Another session date for John in early ‘65 was for Vashti (Bunyan), a protégé of Andrew Loog Oldham who would later make one album for ‘underground’ mover and shaker Joe Boyd before disappearing and coming back for an Indian Summer in the 21st Century as a prodigal emissary from a magical, bygone time. Two songs were recorded for a Decca single, released in May, the A-side being a version of ‘Some Things Just Stick In Your Mind’ – one of the Rolling Stones demos on which John had played the previous year.

            ‘I remember the session for ‘Some Things…’ very well,’ says Vashti, ‘in that I was a hopelessly shy girl completely overwhelmed by the amount of musicians that were there. I had been used to singing by myself with a guitar - and then suddenly I was surrounded by flugelhorns and trombones and all kind of guitars and percussion, piano and strings... You name it – Andrew had it. And I loved every moment. Big Jim Sullivan and Jimmy Page and John - all playing guitar. I wonder if John remembers it?’[xv]

            ‘I’d never ask John to read,’ says Andrew. ‘I’d ask him to sneak into the spaces from verse two on. The other guitars would be the nuts and bolts.’

            A couple of years later, Vashti can be glimpsed in Peter Whitehead’s iconic if idiosyncratic film Tonite, Let’s All Make Love In London – a patchwork critique of Swinging London at its mythical apogee, 1967’s ‘Summer of Love’. With Andrew Oldham hovering in the control room, the cameras capture a fragment of ‘Winter Is Gone’, Vashti’s beautiful, self-written sequel to ‘Some Things Just Stick In Your Mind’, yet destined not to be released at that time. Between verses she smiles affectionately at a guitarist. We see his hands, his guitar but never his face. Vashti can’t recall who it was. If it were John, it’s unlikely he would remember either.[5] He is, perhaps, the world’s worst nostalgist – an observation which prompted another, contrasting John with doomed Rolling Stones founder Brian Jones, from Andrew Loog Oldham:

            ‘The difference about John’s approach - which is life-giving, as opposed to the Brian Jones model, which was life taking - is that John did start off with the goods of now. Somewhere along the line he obviously decided he had to retrieve a greater portion for protection against tomorrows. In some ways, the ‘70’s were heavier than the ‘60’s turned out to be. If only because the monkeys in charge of the cages - those maniacs running the record companies and the agencies - suddenly, they all believed it was them as much as the artists. Brian Jones was unable to really enjoy the moment of the many great things he played because whilst he was doing it, he could not wait to be done with it so that he could bathe in the applause. No nostalgia is good, unless the data from it serves the work of today.’

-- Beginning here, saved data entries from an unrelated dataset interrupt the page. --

// src/config.rs

use std::env;
use std::fmt;
use std::net::{IpAddr, SocketAddr};
use std::str::FromStr;

use axum::http::HeaderValue;
use dotenvy::dotenv;

/// Runtime configuration, read from the environment (and `.env` if present).
#[derive(Debug, Clone)]
pub struct Config {
    pub database_url: String,
    pub database_max_connections: u32,
    pub host: IpAddr,
    pub port: u16,
    /// Allowed CORS origins. Empty means any origin.
    pub cors_origins: Vec<String>,
    pub rust_log: String,
    pub log_dir: String,
}

/// A configuration value that could not be parsed.
#[derive(Debug)]
pub struct ConfigError {
    pub key: &'static str,
    pub message: String,
}

impl fmt::Display for ConfigError {
    fn fmt(&self, f: &mut fmt::Formatter<'_>) -> fmt::Result {
        write!(f, "Invalid value for {}: {}", self.key, self.message)
    }
}

impl std::error::Error for ConfigError {}

impl Default for Config {
    fn default() -> Self {
        Self {
            database_url: "sqlite://mcq.db".to_string(),
            database_max_connections: 5,
            host: IpAddr::from([0, 0, 0, 0]),
            port: 3001,
            cors_origins: Vec::new(),
            rust_log: "info".to_string(),
            log_dir: "logs".to_string(),
        }
    }
}

impl Config {
    pub fn from_env() -> Result<Self, ConfigError> {
        dotenv().ok();

        let defaults = Self::default();

        let cors_origins = match env::var("CORS_ORIGINS") {
            Ok(raw) => parse_cors_origins(&raw)?,
            Err(_) => defaults.cors_origins,
        };

        Ok(Self {
            database_url: env::var("DATABASE_URL").unwrap_or(defaults.database_url),
            database_max_connections: get_env_parse(
                "DATABASE_MAX_CONNECTIONS",
                defaults.database_max_connections,
            )?,
            host: get_env_parse("HOST", defaults.host)?,
            port: get_env_parse("PORT", defaults.port)?,
            cors_origins,
            rust_log: env::var("RUST_LOG").unwrap_or(defaults.rust_log),
            log_dir: env::var("LOG_DIR").unwrap_or(defaults.log_dir),
        })
    }

    pub fn bind_addr(&self) -> SocketAddr {
        SocketAddr::new(self.host, self.port)
    }
}

/// Splits a comma-separated origin list. Every entry must be a valid header value;
/// a blank list means any origin.
pub fn parse_cors_origins(raw: &str) -> Result<Vec<String>, ConfigError> {
    raw.split(',')
        .map(str::trim)
        .filter(|origin| !origin.is_empty())
        .map(|origin| match HeaderValue::from_str(origin) {
            Ok(_) => Ok(origin.to_string()),
            Err(e) => Err(ConfigError {
                key: "CORS_ORIGINS",
                message: format!("{:?} ({})", origin, e),
            }),
        })
        .collect()
}

fn get_env_parse<T>(key: &'static str, default: T) -> Result<T, ConfigError>
where
    T: FromStr,
    T::Err: fmt::Display,
{
    match env::var(key) {
        Ok(raw) => raw.trim().parse().map_err(|e: T::Err| ConfigError {
            key,
            message: format!("{:?} ({})", raw, e),
        }),
        Err(_) => Ok(default),
    }
}

#[cfg(test)]
mod tests {
    use super::*;

    #[test]
    fn defaults_bind_all_interfaces_on_3001() {
        let config = Config::default();
        assert_eq!(config.bind_addr().to_string(), "0.0.0.0:3001");
        assert!(config.cors_origins.is_empty());
        assert_eq!(config.database_url, "sqlite://mcq.db");
    }

    #[test]
    fn cors_origins_are_split_and_trimmed() {
        let origins =
            parse_cors_origins(" http://localhost:5500 , http://127.0.0.1:5500,").unwrap();
        assert_eq!(origins, vec!["http://localhost:5500", "http://127.0.0.1:5500"]);
        assert!(parse_cors_origins("  ").unwrap().is_empty());
    }

    #[test]
    fn invalid_cors_origin_is_a_config_error() {
        let err = parse_cors_origins("http://localhost:5500,http://bad\u{7f}origin").unwrap_err();
        assert_eq!(err.key, "CORS_ORIGINS");
    }

    #[test]
    fn config_error_names_the_key() {
        let err = ConfigError {
            key: "PORT",
            message: "\"abc\" (invalid digit found in string)".to_string(),
        };
        assert!(err.to_string().starts_with("Invalid value for PORT"));
    }
}
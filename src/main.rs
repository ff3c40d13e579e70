// src/main.rs

use mcq_backend::config::Config;
use mcq_backend::db;
use mcq_backend::routes;
use mcq_backend::state::AppState;
use mcq_backend::telemetry;

#[tokio::main]
async fn main() {
    // Load configuration from environment (.env is read inside)
    let config = match Config::from_env() {
        Ok(config) => config,
        Err(e) => {
            eprintln!("Configuration error: {}", e);
            std::process::exit(1);
        }
    };

    let guard = match telemetry::init(&config) {
        Ok(guard) => guard,
        Err(e) => {
            eprintln!("Logging setup failed: {}", e);
            std::process::exit(1);
        }
    };

    if let Err(e) = run(config).await {
        tracing::error!("Server failed: {}", e);
        // Flush the file writer before exiting.
        drop(guard);
        std::process::exit(1);
    }
}

async fn run(config: Config) -> Result<(), Box<dyn std::error::Error>> {
    // Open the store and evolve its schema; nothing is served if this fails.
    let pool = db::open(&config.database_url, config.database_max_connections).await?;
    tracing::info!("Database ready: {}", config.database_url);

    let addr = config.bind_addr();
    let state = AppState { pool, config };
    let app = routes::create_router(state);

    let listener = tokio::net::TcpListener::bind(addr).await?;
    tracing::info!("Listening on {}", addr);

    axum::serve(listener, app).await?;

    Ok(())
}
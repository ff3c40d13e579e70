// src/db/result.rs

use super::now_timestamp;
use sqlx::SqlitePool;

use super::schema::RESULTS;
use crate::models::result::{CreateResultRequest, TestResult};

/// All results, newest first.
pub async fn list(pool: &SqlitePool) -> Result<Vec<TestResult>, sqlx::Error> {
    sqlx::query_as::<_, TestResult>(&RESULTS.list_sql())
        .fetch_all(pool)
        .await
}

/// Inserts a result and returns the stored row.
/// `data` is stored as JSON text and never interpreted.
pub async fn insert(pool: &SqlitePool, req: &CreateResultRequest) -> Result<TestResult, sqlx::Error> {
    sqlx::query_as::<_, TestResult>(&RESULTS.insert_sql())
        .bind(&req.student)
        .bind(&req.test)
        .bind(req.score)
        .bind(req.data_text())
        .bind(now_timestamp())
        .fetch_one(pool)
        .await
}
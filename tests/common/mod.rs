// tests/common/mod.rs

#![allow(dead_code)]

use std::path::Path;
use std::str::FromStr;

use mcq_backend::{config::Config, db, routes, state::AppState};
use sqlx::{
    SqlitePool,
    sqlite::{SqliteConnectOptions, SqlitePoolOptions},
};
use tempfile::TempDir;

/// A SQLite file in its own temp directory, removed (with WAL/SHM files) on drop.
pub struct TempDb {
    _dir: TempDir,
    pub url: String,
}

impl TempDb {
    pub fn new() -> Self {
        let dir = tempfile::Builder::new()
            .prefix("mcq-test")
            .tempdir()
            .expect("Failed to create temp dir");
        let url = format!("sqlite://{}", dir.path().join("mcq.db").display());
        Self { _dir: dir, url }
    }

    pub fn dir(&self) -> &Path {
        self._dir.path()
    }
}

/// Connects without running schema evolution, for seeding legacy layouts.
pub async fn connect_raw(database_url: &str) -> SqlitePool {
    let options = SqliteConnectOptions::from_str(database_url)
        .expect("Invalid test database URL")
        .create_if_missing(true);

    SqlitePoolOptions::new()
        .max_connections(1)
        .connect_with(options)
        .await
        .expect("Failed to open test database")
}

/// Opens a store the same way the server does. Keep the `TempDb` alive while using the pool.
pub async fn open_db() -> (TempDb, SqlitePool) {
    let temp = TempDb::new();
    let pool = db::open(&temp.url, 5)
        .await
        .expect("Failed to open and evolve test database");
    (temp, pool)
}

pub struct TestApp {
    /// Base URL, e.g. "http://127.0.0.1:12345".
    pub address: String,
    pub pool: SqlitePool,
    _db: TempDb,
}

pub fn test_config(database_url: String) -> Config {
    Config {
        database_url,
        rust_log: "error".to_string(),
        ..Config::default()
    }
}

/// Spawns the app on a random port backed by its own database file.
pub async fn spawn_app() -> TestApp {
    let temp = TempDb::new();
    let config = test_config(temp.url.clone());

    let pool = db::open(&config.database_url, config.database_max_connections)
        .await
        .expect("Failed to open test database");

    let state = AppState {
        pool: pool.clone(),
        config,
    };
    let app = routes::create_router(state);

    // Bind to port 0 to get a random available port
    let listener = tokio::net::TcpListener::bind("127.0.0.1:0")
        .await
        .expect("Failed to bind random port");

    let port = listener.local_addr().unwrap().port();
    let address = format!("http://127.0.0.1:{}", port);

    tokio::spawn(async move {
        axum::serve(listener, app).await.unwrap();
    });

    TestApp {
        address,
        pool,
        _db: temp,
    }
}
// src/routes.rs

use axum::{
    Router,
    http::{HeaderValue, Method, header},
    routing::get,
};
use tower::ServiceBuilder;
use tower_http::{
    cors::{AllowOrigin, CorsLayer},
    trace::TraceLayer,
};

use crate::{
    config::Config,
    handlers::{health, question, result, test_paper},
    state::AppState,
};

/// Assembles the main application router.
///
/// * `/api/questions`, `/api/tests`, `/api/results`: list (GET) and create (POST).
/// * `/`: liveness marker.
/// * Applies global middleware (Trace, CORS).
pub fn create_router(state: AppState) -> Router {
    let cors = cors_layer(&state.config);

    let api_routes = Router::new()
        .route(
            "/questions",
            get(question::list_questions).post(question::create_question),
        )
        .route(
            "/tests",
            get(test_paper::list_tests).post(test_paper::create_test),
        )
        .route(
            "/results",
            get(result::list_results).post(result::create_result),
        );

    Router::new()
        .route("/", get(health::root))
        .nest("/api", api_routes)
        // Global Middleware (outermost first)
        .layer(
            ServiceBuilder::new()
                .layer(TraceLayer::new_for_http())
                .layer(cors),
        )
        .with_state(state)
}

/// Any origin unless `CORS_ORIGINS` lists specific ones.
/// Entries that fail to parse are dropped; they never widen the policy.
fn cors_layer(config: &Config) -> CorsLayer {
    let allow_origin = if config.cors_origins.is_empty() {
        AllowOrigin::any()
    } else {
        let origins: Vec<HeaderValue> = config
            .cors_origins
            .iter()
            .filter_map(|origin| match origin.parse() {
                Ok(value) => Some(value),
                Err(_) => {
                    tracing::warn!("Ignoring invalid CORS origin: {}", origin);
                    None
                }
            })
            .collect();
        AllowOrigin::list(origins)
    };

    CorsLayer::new()
        .allow_origin(allow_origin)
        .allow_methods([Method::GET, Method::POST])
        .allow_headers([header::CONTENT_TYPE])
}
// src/handlers/question.rs

use axum::{Json, extract::State, http::StatusCode, response::IntoResponse};
use sqlx::SqlitePool;

use crate::{db, error::AppError, models::question::CreateQuestionRequest, utils::payload::Payload};

/// Lists the question bank, newest first.
pub async fn list_questions(State(pool): State<SqlitePool>) -> Result<impl IntoResponse, AppError> {
    let questions = db::question::list(&pool).await.map_err(|e| {
        tracing::error!("Failed to list questions: {:?}", e);
        AppError::InternalServerError(e.to_string())
    })?;

    Ok(Json(questions))
}

/// Adds a question to the bank and echoes the stored row.
pub async fn create_question(
    State(pool): State<SqlitePool>,
    Payload(payload): Payload<CreateQuestionRequest>,
) -> Result<impl IntoResponse, AppError> {
    let question = db::question::insert(&pool, &payload).await.map_err(|e| {
        tracing::error!("Failed to create question: {:?}", e);
        AppError::InternalServerError(e.to_string())
    })?;

    tracing::debug!(id = question.id, subject = %question.subject, "Question created");

    Ok((StatusCode::CREATED, Json(question)))
}
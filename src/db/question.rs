// src/db/question.rs

use super::now_timestamp;
use sqlx::SqlitePool;

use super::schema::QUESTIONS;
use crate::models::question::{CreateQuestionRequest, Question};

/// All questions, newest first.
pub async fn list(pool: &SqlitePool) -> Result<Vec<Question>, sqlx::Error> {
    sqlx::query_as::<_, Question>(&QUESTIONS.list_sql())
        .fetch_all(pool)
        .await
}

/// Inserts a question and returns the stored row.
pub async fn insert(pool: &SqlitePool, req: &CreateQuestionRequest) -> Result<Question, sqlx::Error> {
    sqlx::query_as::<_, Question>(&QUESTIONS.insert_sql())
        .bind(&req.subject)
        .bind(&req.difficulty)
        .bind(&req.question)
        .bind(&req.option1)
        .bind(&req.option2)
        .bind(&req.option3)
        .bind(&req.option4)
        .bind(req.answer)
        .bind(now_timestamp())
        .fetch_one(pool)
        .await
}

            Over the next couple of years, probably beginning early in 1965 if not before, John would provide guitar for another female singer, this one already with a long track record in the affections of the British public, from her early days as a child star in the 1940s, and a remarkable capacity to move with the times: Petula Clark.

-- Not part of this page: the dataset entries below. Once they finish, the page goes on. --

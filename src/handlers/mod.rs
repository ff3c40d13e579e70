// src/handlers/mod.rs

pub mod health;
pub mod question;
pub mod result;
pub mod test_paper;
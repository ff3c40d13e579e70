// src/db/schema.rs

//! Declarative table layout and the additive schema evolution run at startup.
//!
//! Tables are created with only an `id` column; every other column is added
//! by diffing the declared list against `pragma_table_info`. Nothing is ever
//! dropped, renamed or reordered, so stores written by older versions keep
//! their rows and any extra columns.

use sqlx::{Executor, Sqlite, SqlitePool, Transaction};

/// One declared column of a table.
#[derive(Debug, Clone, Copy)]
pub struct Column {
    pub name: &'static str,
    /// SQLite type name, also used to cast values on read.
    pub sql_type: &'static str,
    /// Constant default literal. Reads substitute it for NULL.
    /// `None` marks a nullable column that is returned as-is.
    pub default: Option<&'static str>,
}

impl Column {
    const fn with_default(name: &'static str, sql_type: &'static str, default: &'static str) -> Self {
        Self {
            name,
            sql_type,
            default: Some(default),
        }
    }

    const fn nullable(name: &'static str, sql_type: &'static str) -> Self {
        Self {
            name,
            sql_type,
            default: None,
        }
    }

    /// Type and default clause for `ALTER TABLE ... ADD COLUMN`.
    ///
    /// SQLite rejects non-constant defaults (e.g. `CURRENT_TIMESTAMP`) here,
    /// so timestamp columns are nullable and written by the service.
    pub fn definition(&self) -> String {
        match self.default {
            Some(default) => format!("{} DEFAULT {}", self.sql_type, default),
            None => self.sql_type.to_string(),
        }
    }

    /// Expression used in SELECT and RETURNING clauses.
    ///
    /// Values are always cast to the declared type, since rows written by
    /// older versions may hold any storage class in any column.
    pub fn select_expr(&self) -> String {
        match self.default {
            Some(default) => format!(
                "CAST(COALESCE({name}, {default}) AS {ty}) AS {name}",
                name = self.name,
                default = default,
                ty = self.sql_type,
            ),
            None => format!(
                "CAST({name} AS {ty}) AS {name}",
                name = self.name,
                ty = self.sql_type,
            ),
        }
    }
}

/// A table and its expected columns, in the order they are appended.
#[derive(Debug)]
pub struct Table {
    pub name: &'static str,
    pub columns: &'static [Column],
}

impl Table {
    /// `id` followed by every declared column.
    pub fn select_list(&self) -> String {
        std::iter::once("id".to_string())
            .chain(self.columns.iter().map(Column::select_expr))
            .collect::<Vec<_>>()
            .join(", ")
    }

    pub fn column_names(&self) -> impl Iterator<Item = &'static str> + '_ {
        self.columns.iter().map(|c| c.name)
    }

    /// `INSERT` writing every declared column, in order, returning the stored row.
    pub fn insert_sql(&self) -> String {
        let names = self.column_names().collect::<Vec<_>>().join(", ");
        let placeholders = vec!["?"; self.columns.len()].join(", ");
        format!(
            "INSERT INTO {} ({}) VALUES ({}) RETURNING {}",
            self.name,
            names,
            placeholders,
            self.select_list()
        )
    }

    /// Every row, newest first.
    pub fn list_sql(&self) -> String {
        format!("SELECT {} FROM {} ORDER BY id DESC", self.select_list(), self.name)
    }
}

pub static QUESTIONS: Table = Table {
    name: "questions",
    columns: &[
        Column::with_default("subject", "TEXT", "''"),
        Column::with_default("difficulty", "TEXT", "''"),
        Column::with_default("question", "TEXT", "''"),
        Column::with_default("option1", "TEXT", "''"),
        Column::with_default("option2", "TEXT", "''"),
        Column::with_default("option3", "TEXT", "''"),
        Column::with_default("option4", "TEXT", "''"),
        Column::with_default("answer", "INTEGER", "0"),
        Column::nullable("created_at", "TEXT"),
    ],
};

pub static TESTS: Table = Table {
    name: "tests",
    columns: &[
        Column::with_default("title", "TEXT", "''"),
        Column::with_default("subject", "TEXT", "''"),
        Column::with_default("duration", "INTEGER", "0"),
        Column::with_default("questions", "INTEGER", "0"),
        Column::with_default("difficulty", "TEXT", "''"),
        Column::with_default("status", "TEXT", "''"),
        Column::nullable("created_at", "TEXT"),
    ],
};

pub static RESULTS: Table = Table {
    name: "results",
    columns: &[
        Column::with_default("student", "TEXT", "''"),
        Column::with_default("test", "TEXT", "''"),
        Column::with_default("score", "REAL", "0"),
        Column::nullable("data", "TEXT"),
        Column::nullable("date", "TEXT"),
    ],
};

pub static TABLES: [&Table; 3] = [&QUESTIONS, &TESTS, &RESULTS];

/// A column appended by [`evolve`].
#[derive(Debug, Clone, PartialEq, Eq)]
pub struct AddedColumn {
    pub table: &'static str,
    pub column: &'static str,
}

/// Brings every table up to its declared shape.
///
/// Runs in a single transaction, so a failure leaves the store untouched.
/// Returns the columns that were added; an up-to-date store yields none.
pub async fn evolve(pool: &SqlitePool) -> Result<Vec<AddedColumn>, sqlx::Error> {
    let mut tx = pool.begin().await?;
    let mut added = Vec::new();

    for table in TABLES {
        added.extend(evolve_table(&mut tx, table).await?);
    }

    tx.commit().await?;

    for column in &added {
        tracing::info!(table = column.table, column = column.column, "Added missing column");
    }

    Ok(added)
}

async fn evolve_table(
    tx: &mut Transaction<'_, Sqlite>,
    table: &Table,
) -> Result<Vec<AddedColumn>, sqlx::Error> {
    let create = format!(
        "CREATE TABLE IF NOT EXISTS {} (id INTEGER PRIMARY KEY AUTOINCREMENT)",
        table.name
    );
    sqlx::query(&create).execute(&mut **tx).await?;

    let mut existing = column_names(&mut **tx, table.name).await?;
    let mut added = Vec::new();

    for column in table.columns {
        // SQLite column names are case-insensitive.
        if existing.iter().any(|name| name.eq_ignore_ascii_case(column.name)) {
            continue;
        }

        let alter = format!(
            "ALTER TABLE {} ADD COLUMN {} {}",
            table.name,
            column.name,
            column.definition()
        );
        sqlx::query(&alter).execute(&mut **tx).await?;

        existing.push(column.name.to_string());
        added.push(AddedColumn {
            table: table.name,
            column: column.name,
        });
    }

    Ok(added)
}

/// Current columns of `table` in declaration order. Empty if the table does not exist.
pub async fn column_names<'e, E>(executor: E, table: &str) -> Result<Vec<String>, sqlx::Error>
where
    E: Executor<'e, Database = Sqlite>,
{
    sqlx::query_scalar("SELECT name FROM pragma_table_info(?) ORDER BY cid")
        .bind(table)
        .fetch_all(executor)
        .await
}
// src/utils/lenient.rs

//! Field readers for request bodies that never reject a value.
//!
//! Used with `#[serde(default, deserialize_with = "...")]`: a missing key
//! takes the type's default, and a present key of the wrong shape falls back
//! to the same default instead of failing the whole body.

use serde::{Deserialize, Deserializer};
use serde_json::Value;

/// Reads a string. Numbers and booleans are rendered as text; anything else is `""`.
pub fn string<'de, D>(deserializer: D) -> Result<String, D::Error>
where
    D: Deserializer<'de>,
{
    Ok(string_from(&Value::deserialize(deserializer)?))
}

/// Like [`string`], but an array of values is joined with `", "`.
pub fn joined_string<'de, D>(deserializer: D) -> Result<String, D::Error>
where
    D: Deserializer<'de>,
{
    let value = Value::deserialize(deserializer)?;
    Ok(match value {
        Value::Array(items) => items
            .iter()
            .map(string_from)
            .filter(|item| !item.is_empty())
            .collect::<Vec<_>>()
            .join(", "),
        other => string_from(&other),
    })
}

/// Reads an integer. Floats truncate toward zero, numeric strings are parsed, anything else is `0`.
pub fn integer<'de, D>(deserializer: D) -> Result<i64, D::Error>
where
    D: Deserializer<'de>,
{
    Ok(integer_from(&Value::deserialize(deserializer)?))
}

/// Reads a number. Numeric strings are parsed, anything else is `0.0`.
pub fn number<'de, D>(deserializer: D) -> Result<f64, D::Error>
where
    D: Deserializer<'de>,
{
    Ok(number_from(&Value::deserialize(deserializer)?))
}

fn string_from(value: &Value) -> String {
    match value {
        Value::String(s) => s.clone(),
        Value::Number(n) => n.to_string(),
        Value::Bool(b) => b.to_string(),
        _ => String::new(),
    }
}

fn integer_from(value: &Value) -> i64 {
    match value {
        Value::Number(n) => n
            .as_i64()
            .or_else(|| n.as_f64().filter(|f| f.is_finite()).map(|f| f.trunc() as i64))
            .unwrap_or(0),
        Value::String(s) => {
            let s = s.trim();
            s.parse::<i64>()
                .ok()
                .or_else(|| {
                    s.parse::<f64>()
                        .ok()
                        .filter(|f| f.is_finite())
                        .map(|f| f.trunc() as i64)
                })
                .unwrap_or(0)
        }
        _ => 0,
    }
}

fn number_from(value: &Value) -> f64 {
    let parsed = match value {
        Value::Number(n) => n.as_f64(),
        Value::String(s) => s.trim().parse::<f64>().ok(),
        _ => None,
    };
    parsed.filter(|f| f.is_finite()).unwrap_or(0.0)
}
// src/db/test_paper.rs

use super::now_timestamp;
use sqlx::SqlitePool;

use super::schema::TESTS;
use crate::models::test_paper::{CreateTestRequest, TestPaper};

/// All tests, newest first.
pub async fn list(pool: &SqlitePool) -> Result<Vec<TestPaper>, sqlx::Error> {
    sqlx::query_as::<_, TestPaper>(&TESTS.list_sql())
        .fetch_all(pool)
        .await
}

/// Inserts a test and returns the stored row.
pub async fn insert(pool: &SqlitePool, req: &CreateTestRequest) -> Result<TestPaper, sqlx::Error> {
    sqlx::query_as::<_, TestPaper>(&TESTS.insert_sql())
        .bind(&req.title)
        .bind(&req.subject)
        .bind(req.duration)
        .bind(req.questions)
        .bind(&req.difficulty)
        .bind(&req.status)
        .bind(now_timestamp())
        .fetch_one(pool)
        .await
}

            ‘She was always prepared to listen to others,’ said Bobby Graham, himself involved in many of Petula’s sessions, ‘and while many others I worked with always knew best, she would value the opinion of anyone who had an opinion to express. The flexibility of her approach was a revelation. I liked her a lot. She was always smiling… a very warm, lovely lady.’[xvi]

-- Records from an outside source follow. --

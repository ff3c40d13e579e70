// src/db/mod.rs

//! Persistence layer: the shared SQLite pool, schema evolution and
//! list/create queries for questions, tests and results.

pub mod question;
pub mod result;
pub mod schema;
pub mod test_paper;

use std::str::FromStr;

use chrono::{SecondsFormat, Utc};
use sqlx::{
    SqlitePool,
    sqlite::{SqliteConnectOptions, SqlitePoolOptions},
};

/// Opens the store (creating the file if missing) and brings its schema up to date.
///
/// An in-memory URL gets a single connection that is never recycled, since
/// the database only lives as long as the connection holding it.
///
/// Any error here is fatal to startup.
pub async fn open(database_url: &str, max_connections: u32) -> Result<SqlitePool, sqlx::Error> {
    let options = SqliteConnectOptions::from_str(database_url)?.create_if_missing(true);

    let pool_options = if is_in_memory(database_url) {
        if max_connections > 1 {
            tracing::warn!(
                "In-memory database requested; using 1 connection instead of {}",
                max_connections
            );
        }
        SqlitePoolOptions::new()
            .max_connections(1)
            .min_connections(1)
            .idle_timeout(None)
            .max_lifetime(None)
    } else {
        SqlitePoolOptions::new().max_connections(max_connections)
    };

    let pool = pool_options.connect_with(options).await?;

    schema::evolve(&pool).await?;

    Ok(pool)
}

fn is_in_memory(database_url: &str) -> bool {
    database_url.contains(":memory:") || database_url.contains("mode=memory")
}

/// Current time as stored in timestamp columns.
pub(crate) fn now_timestamp() -> String {
    Utc::now().to_rfc3339_opts(SecondsFormat::Millis, true)
}

#[cfg(test)]
mod tests {
    use super::*;

    #[test]
    fn detects_in_memory_urls() {
        assert!(is_in_memory("sqlite::memory:"));
        assert!(is_in_memory("sqlite://:memory:"));
        assert!(is_in_memory("sqlite://file:mcq?mode=memory&cache=shared"));
        assert!(!is_in_memory("sqlite://mcq.db"));
    }

    #[test]
    fn timestamps_are_rfc3339_utc() {
        let ts = now_timestamp();
        assert!(ts.ends_with('Z'));
        assert!(chrono::DateTime::parse_from_rfc3339(&ts).is_ok());
    }
}
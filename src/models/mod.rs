// src/models/mod.rs

pub mod question;
pub mod result;
pub mod test_paper;
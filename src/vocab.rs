//! String interner backing the index.
//!
//! Every distinct word that ever enters the index is stored here exactly
//! once and addressed by a stable [`WordId`] handle. Handles index an
//! append-only table, so they stay valid for the lifetime of the engine;
//! words are never removed, even when their last document is (this trades a
//! little memory for handle stability).

use std::collections::HashMap;
use std::sync::Arc;

/// Stable handle to an interned word.
///
/// An index into the vocabulary's append-only table. Cheap to copy, ordered
/// by insertion (not lexicographically), valid as long as the vocabulary
/// lives.
#[derive(Debug, Clone, Copy, PartialEq, Eq, PartialOrd, Ord, Hash)]
#[repr(transparent)]
pub struct WordId(pub u32);

impl WordId {
    /// Get the underlying value.
    #[inline]
    pub fn get(self) -> u32 {
        self.0
    }

    /// Convert to usize for table indexing.
    #[inline]
    pub fn as_usize(self) -> usize {
        self.0 as usize
    }
}

/// Append-only set of owned words.
///
/// The lookup map and the id table share each word's single backing
/// allocation (`Arc<str>`), so equivalent words are stored once no matter
/// how many documents contain them.
#[derive(Debug, Clone, Default)]
pub struct Vocabulary {
    ids: HashMap<Arc<str>, WordId>,
    words: Vec<Arc<str>>,
}

impl Vocabulary {
    pub fn new() -> Self {
        Self::default()
    }

    /// Insert-if-absent and return the handle of the canonical copy.
    pub fn intern(&mut self, word: &str) -> WordId {
        if let Some(&id) = self.ids.get(word) {
            return id;
        }
        let stored: Arc<str> = Arc::from(word);
        let id = WordId(self.words.len() as u32);
        self.words.push(Arc::clone(&stored));
        self.ids.insert(stored, id);
        id
    }

    /// Handle of an already-interned word, if any.
    #[inline]
    pub fn lookup(&self, word: &str) -> Option<WordId> {
        self.ids.get(word).copied()
    }

    /// The canonical stored copy behind a handle.
    ///
    /// # Panics
    ///
    /// Panics if `id` did not come from this vocabulary.
    #[inline]
    pub fn resolve(&self, id: WordId) -> &str {
        &self.words[id.as_usize()]
    }

    /// Number of distinct words ever interned.
    #[inline]
    pub fn len(&self) -> usize {
        self.words.len()
    }

    #[inline]
    pub fn is_empty(&self) -> bool {
        self.words.is_empty()
    }
}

            ‘It`s all a long time ago!’ says Petula. ‘However, I know that I was truly blessed with the very best of British musicians on my recordings. Indeed, when I started working in the States after ‘Downtown’ [1964], etcetera, had become huge hits over there, the studio musicians in NY and LA were often in awe of what they called ‘The London Sound’! It seems that the rhythm section impressed them the most. As far as I recall, Big Jim Sullivan was one of the first ‘usual suspects’, then Jimmy Page and John McLaughlin. Big Jim took off on tour with Tom Jones; Jimmy did pretty well for himself; and John, well, I have been an avid fan of his for years. I’ve had the joy of seeing him play live many times. I love him, his musical mind and spirit, and his ability to express his feelings through his music. Genius!’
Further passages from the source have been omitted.